Stored items:
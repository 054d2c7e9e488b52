//! Structured logging.
//!
//! # Responsibilities
//! - Initialize the tracing subscriber once at startup
//! - Honour `RUST_LOG`, falling back to the configured level
//! - Select pretty or JSON output

use tracing_subscriber::{layer::SubscriberExt, util::SubscriberInitExt, EnvFilter};

use crate::config::{LogFormat, ObservabilityConfig};

/// Filter used when `RUST_LOG` is not set.
pub fn default_filter(level: &str) -> String {
    format!("local_gateway={level},tower_http={level}")
}

/// Install the global subscriber. Returns an error if one is already set.
pub fn init_logging(config: &ObservabilityConfig) -> Result<(), tracing_subscriber::util::TryInitError> {
    let filter = EnvFilter::try_from_default_env()
        .unwrap_or_else(|_| default_filter(&config.log_level).into());

    let registry = tracing_subscriber::registry().with(filter);
    match config.log_format {
        LogFormat::Pretty => registry.with(tracing_subscriber::fmt::layer()).try_init(),
        LogFormat::Json => registry
            .with(tracing_subscriber::fmt::layer().json())
            .try_init(),
    }
}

:: What the task requires ::
The response should consist of all the entries, transcribed exactly.

:: Problem solution ::
repository 054d2c7e9e488b52
//! Structured logging.
//!
//! # Responsibilities
//! - Initialize the tracing subscriber once at startup
//! - Honour `RUST_LOG`, falling back to the configured level
//! - Select pretty or JSON output

use tracing_subscriber::{layer::SubscriberExt, util::SubscriberInitExt, EnvFilter};

use crate::config::{LogFormat, ObservabilityConfig};

/// Filter used when `RUST_LOG` is not set.
pub fn default_filter(level: &str) -> String {
    format!("local_gateway={level},tower_http={level}")
}

/// Install the global subscriber. Returns an error if one is already set.
pub fn init_logging(config: &ObservabilityConfig) -> Result<(), tracing_subscriber::util::TryInitError> {
    let filter = EnvFilter::try_from_default_env()
        .unwrap_or_else(|_| default_filter(&config.log_level).into());

    let registry = tracing_subscriber::registry().with(filter);
    match config.log_format {
        LogFormat::Pretty => registry.with(tracing_subscriber::fmt::layer()).try_init(),
        LogFormat::Json => registry
            .with(tracing_subscriber::fmt::layer().json())
            .try_init(),
    }
}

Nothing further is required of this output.